Das Thema „Erhebung von Straßenausbaubeiträgen“ bewegt seit mehreren Jahren die kommunalen Gemüter quer durch alle Parteien in Niedersachsen. Mittlerweile haben sich über 80 Bürgerinitiativen gegründet, die die landesseitige Abschaffung der Straßenausbaubeiträge fordern. Nach Recherche des NDR (https://www.ndr.de/fernsehen/sendungen/markt/Anwohner-sauer-Wer-muss-den-Strassenausbau-zahlen,markt14222.html; Sendung vom 22.02.2021) haben gegenwärtig von 943 Gemeinden 410 die Straßenausbaubeiträge abgeschafft.

Seit 2017 wurden zudem zwei Gesetzesänderungen durch den Landtag vorgenommen, mit dem Ziel, die Erhebung zu flexibilisieren und soziale Härtefälle abzumildern.

Die Entscheidung, eine Straßenausbaubeitragssatzung einzuführen oder abzuschaffen, gehört zu den Selbstverwaltungsgarantien der Kommunen. Investitionen in die verkehrliche Infrastruktur sind eine wichtige Aufgabe der Gemeinden, Städte und Landkreise. Zur Abdeckung ihrer Investitionskosten können Kommunen gem. §111 Abs. 5 Satz 3 NKomVG Beiträge erheben, die durch Herstellung, Anschaffung, Erweiterung, Verbesserung oder Erneuerung ihrer öffentlichen Einrichtungen entstehen. Das Land gibt dafür über das Kommunalabgabengesetz (NKAG) die gesetzlichen Rahmenbedingungen vor.

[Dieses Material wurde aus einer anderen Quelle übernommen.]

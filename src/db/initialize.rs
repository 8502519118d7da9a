use crate::db::migrate::run_pending_migrations;
use crate::errors::AppResult;
use rusqlite::Connection;
use std::time::Duration;

/// Prepare a connection: wait on a concurrent writer instead of failing
/// at once, then bring the schema up to date through the migrations.
pub fn init_db(conn: &Connection) -> AppResult<()> {
    conn.busy_timeout(Duration::from_secs(5))?;
    run_pending_migrations(conn)?;
    Ok(())
}
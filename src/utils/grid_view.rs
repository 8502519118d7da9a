//! Terminal rendering of the seat grid.
use crate::core::grid::Grid;
use crate::models::seat::Seat;
use crate::utils::colors::{RESET, bg, colorize_optional, fg_for};
use crate::utils::table::{Column, Table, fit};

const CELL_WIDTH: usize = 12;

fn label(seat: &Seat) -> String {
    if seat.content.name.is_empty() {
        format!("({})", seat.position)
    } else {
        seat.content.name.clone()
    }
}

fn cell(seat: &Seat, colored: bool) -> String {
    let text = format!(
        "{} {}",
        fit(&label(seat), CELL_WIDTH - 2),
        seat.attendance.marker()
    );
    if colored {
        format!(
            "{}{}{}{}",
            bg(&seat.content.color),
            fg_for(&seat.content.color),
            text,
            RESET
        )
    } else {
        format!("[{}]", text)
    }
}

/// One line per grid row, cells painted with the seat color.
pub fn render_grid(grid: &Grid, colored: bool) -> String {
    if grid.is_empty() {
        return "(empty grid)\n".to_string();
    }

    let mut out = String::new();
    for r in 0..grid.rows() {
        let cells: Vec<String> = grid.row(r).iter().map(|s| cell(s, colored)).collect();
        out.push_str(&format!("{:>3} {}\n", r, cells.join(" ")));
    }
    out
}

/// Per-seat listing with every field, `sketch` flags seats with a drawing.
pub fn render_details(grid: &Grid, with_sketch: &[bool], colored: bool) -> String {
    let mut table = Table::new(vec![
        Column::new("SEAT", 6),
        Column::new("NAME", 16),
        Column::new("MEMO", 24),
        Column::new("COLOR", 8),
        Column::new("ATTENDANCE", 10),
        Column::new("SKETCH", 6),
    ]);

    for (i, seat) in grid.seats().iter().enumerate() {
        let sketch = if with_sketch.get(i).copied().unwrap_or(false) {
            "yes"
        } else {
            "-"
        };
        table.add_row(vec![
            seat.position.to_string(),
            seat.content.name.clone(),
            seat.content.memo.clone(),
            seat.content.color.to_string(),
            seat.attendance.to_string(),
            sketch.to_string(),
        ]);
    }

    let rendered = table.render();
    if colored {
        rendered
            .lines()
            .map(|l| {
                if l.trim_end().ends_with(" -") {
                    format!("{}\n", colorize_optional(l))
                } else {
                    format!("{}\n", l)
                }
            })
            .collect()
    } else {
        rendered
    }
}

#[cfg(test)]
mod tests {
    use super::*;
    use crate::db::store::SeatStore;
    use crate::models::position::Position;
    use crate::models::seat::SeatField;

    #[test]
    fn plain_render_shows_names_and_placeholders() {
        let mut store = SeatStore::in_memory("seat10").unwrap();
        store.set(Position::new(0, 1), SeatField::Name, "Alice").unwrap();
        store
            .set(Position::new(1, 0), SeatField::Attendance, "absent")
            .unwrap();
        let grid = Grid::build(&store, 2, 2).unwrap();

        let out = render_grid(&grid, false);
        let lines: Vec<&str> = out.lines().collect();
        assert_eq!(lines.len(), 2);
        assert!(lines[0].contains("(0-0)"));
        assert!(lines[0].contains("Alice"));
        assert!(lines[1].contains("×"));
    }

    #[test]
    fn empty_grid_renders_a_notice() {
        let store = SeatStore::in_memory("seat10").unwrap();
        let grid = Grid::build(&store, 0, 3).unwrap();
        assert_eq!(render_grid(&grid, false), "(empty grid)\n");
    }
}
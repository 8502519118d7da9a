//! Table rendering utilities for CLI outputs.
use unicode_width::UnicodeWidthStr;

pub struct Column {
    pub header: String,
    pub width: usize,
}

impl Column {
    pub fn new(header: &str, width: usize) -> Self {
        Self {
            header: header.to_string(),
            width,
        }
    }
}

pub struct Table {
    pub columns: Vec<Column>,
    pub rows: Vec<Vec<String>>,
}

/// Pad `s` with spaces to `width` display columns (CJK glyphs count
/// twice). Longer text is cut and ends with `…`.
pub fn fit(s: &str, width: usize) -> String {
    let w = UnicodeWidthStr::width(s);
    if w <= width {
        return format!("{}{}", s, " ".repeat(width - w));
    }

    let mut out = String::new();
    let mut used = 0;
    for ch in s.chars() {
        let cw = unicode_width::UnicodeWidthChar::width(ch).unwrap_or(0);
        if used + cw + 1 > width {
            break;
        }
        out.push(ch);
        used += cw;
    }
    if width > 0 {
        out.push('…');
        used += 1;
    }
    out.push_str(&" ".repeat(width.saturating_sub(used)));
    out
}

impl Table {
    pub fn new(columns: Vec<Column>) -> Self {
        Self {
            columns,
            rows: Vec::new(),
        }
    }

    pub fn add_row(&mut self, row: Vec<String>) {
        self.rows.push(row);
    }

    pub fn render(&self) -> String {
        let mut out = String::new();

        // Header
        for col in &self.columns {
            out.push_str(&fit(&col.header, col.width));
            out.push(' ');
        }
        out.push('\n');

        // Rows
        for row in &self.rows {
            for (i, col) in self.columns.iter().enumerate() {
                let cell = row.get(i).map(String::as_str).unwrap_or("");
                out.push_str(&fit(cell, col.width));
                out.push(' ');
            }
            out.push('\n');
        }

        out
    }
}
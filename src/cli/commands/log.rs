use crate::cli::parser::Commands;
use crate::config::Config;
use crate::db::log::load_log;
use crate::db::store::SeatStore;
use crate::errors::AppResult;
use crate::ui::messages::info;
use crate::utils::table::{Column, Table};

pub fn handle(cmd: &Commands, cfg: &Config) -> AppResult<()> {
    if matches!(cmd, Commands::Log { print: true }) {
        let store = SeatStore::open(cfg)?;
        let entries = load_log(store.conn())?;

        if entries.is_empty() {
            info("The log is empty.");
            return Ok(());
        }

        let mut table = Table::new(vec![
            Column::new("DATE", 25),
            Column::new("OPERATION", 18),
            Column::new("TARGET", 30),
            Column::new("MESSAGE", 40),
        ]);
        for e in entries {
            table.add_row(vec![e.date, e.operation, e.target, e.message]);
        }
        print!("{}", table.render());
    }
    Ok(())
}
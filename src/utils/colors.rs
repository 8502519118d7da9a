//! ANSI color helpers for the seat grid.
use crate::models::color::SeatColor;

pub const RESET: &str = "\x1b[0m";
pub const GREY: &str = "\x1b[90m";

/// 24-bit background escape for a seat color.
pub fn bg(color: &SeatColor) -> String {
    let (r, g, b) = color.rgb();
    format!("\x1b[48;2;{};{};{}m", r, g, b)
}

/// Black or white text, whichever reads better on `color`.
pub fn fg_for(color: &SeatColor) -> &'static str {
    let (r, g, b) = color.rgb();
    // ITU-R BT.601 luma
    let luma = 299 * r as u32 + 587 * g as u32 + 114 * b as u32;
    if luma > 128_000 {
        "\x1b[38;2;0;0;0m"
    } else {
        "\x1b[38;2;255;255;255m"
    }
}

/// Grey out placeholders such as an empty memo.
pub fn colorize_optional(value: &str) -> String {
    if value.trim().is_empty() || value.trim() == "-" {
        format!("{GREY}{value}{RESET}")
    } else {
        value.to_string()
    }
}
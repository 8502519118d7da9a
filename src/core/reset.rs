use crate::core::grid::Grid;
use crate::db::log::sclog_quiet;
use crate::db::store::SeatStore;
use crate::errors::AppResult;

pub struct ResetOutcome {
    pub removed: usize,
    pub grid: Grid,
}

pub struct ResetLogic;

impl ResetLogic {
    /// Delete every key of the store's namespace and rebuild the grid from
    /// defaults. Callers wipe their canvases afterwards.
    pub fn apply(store: &mut SeatStore, rows: usize, cols: usize) -> AppResult<ResetOutcome> {
        let removed = store.reset_namespace()?;
        let grid = Grid::build(store, rows, cols)?;

        sclog_quiet(
            store.conn(),
            "reset",
            store.namespace().as_str(),
            &format!("Removed {} keys", removed),
        );

        Ok(ResetOutcome { removed, grid })
    }
}

#[cfg(test)]
mod tests {
    use super::*;
    use crate::core::keys::SketchTarget;
    use crate::models::position::Position;

    #[test]
    fn reset_rebuilds_from_defaults() {
        let mut store = SeatStore::in_memory("seat10").unwrap();
        store
            .set(Position::new(0, 0), crate::models::seat::SeatField::Name, "Alice")
            .unwrap();
        store.save_sketch(SketchTarget::Main, "data:x").unwrap();
        store.set_raw("seat9-seat-0-0-name", "Keep").unwrap();

        let outcome = ResetLogic::apply(&mut store, 2, 2).unwrap();
        assert_eq!(outcome.removed, 6);
        assert!(outcome.grid.seats().iter().all(|s| s.content.name.is_empty()));
        assert_eq!(
            store.get_raw("seat9-seat-0-0-name").unwrap().as_deref(),
            Some("Keep")
        );
    }
}
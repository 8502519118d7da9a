use crate::cli::commands::grid_dims;
use crate::cli::parser::Commands;
use crate::config::Config;
use crate::core::reset::ResetLogic;
use crate::db::store::SeatStore;
use crate::errors::AppResult;
use crate::ui::messages::{info, success};
use crate::utils::prompt::ask_confirmation;

pub fn handle(cmd: &Commands, cfg: &Config) -> AppResult<()> {
    if let Commands::Reset { yes, grid } = cmd {
        let prompt = format!(
            "Delete ALL seat data (names, memos, colors, attendance, sketches) in namespace '{}'? This action is irreversible.",
            cfg.namespace
        );

        if !*yes && !ask_confirmation(&prompt) {
            info("Operation cancelled.");
            return Ok(());
        }

        let mut store = SeatStore::open(cfg)?;
        let (rows, cols) = grid_dims(grid, cfg);
        let outcome = ResetLogic::apply(&mut store, rows, cols)?;

        success(format!(
            "Removed {} keys; {} empty seats ready.",
            outcome.removed,
            outcome.grid.len()
        ));
    }
    Ok(())
}
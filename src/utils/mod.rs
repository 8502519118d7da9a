pub mod colors;
pub mod grid_view;
pub mod prompt;
pub mod table;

Ob von diesem Gebrauch gemacht wird, sprich, ob in einer Kommune Straßenausbaubeiträge erhoben werden, entscheiden die Räte vor Ort per Satzungsbeschluss.

Zwar bestehe nach § 111 Abs. 5 Satz 3 NKomVG keine Rechtspflicht zur Erhebung von Straßenausbaubeiträgen, jedoch seien die allgemeinen haushaltsrechtlichen Vorschriften der §§ 110, 111 NKomVG zu beachten.

Das OVG Lüneburg hat mit Beschluss vom 22.07.2020 festgestellt, dass Kommunen in einer anhaltenden erheblichen defizitären Finanzlage, in Hinblick auf § 111 Abs. 6 NKomVG nur dann auf eine Erhebung von Straßenausbaubeiträgen verzichten dürfen, wenn sie in der Lage sind, die dadurch bedingten Mindereinnahmen durch andere Finanzmittel und nicht lediglich durch eine höhere Aufnahme von Krediten auszugleichen.

Wenn sich defizitäre Kommunen, bzw. deren Vertretungen für die Abschaffung von Straßenausbaubeiträgen entscheiden, dann sind mögliche Einnahmeverbesserungen vorrangig – zur Verringerung des Fehlbedarfs im Haushalt – zu prüfen.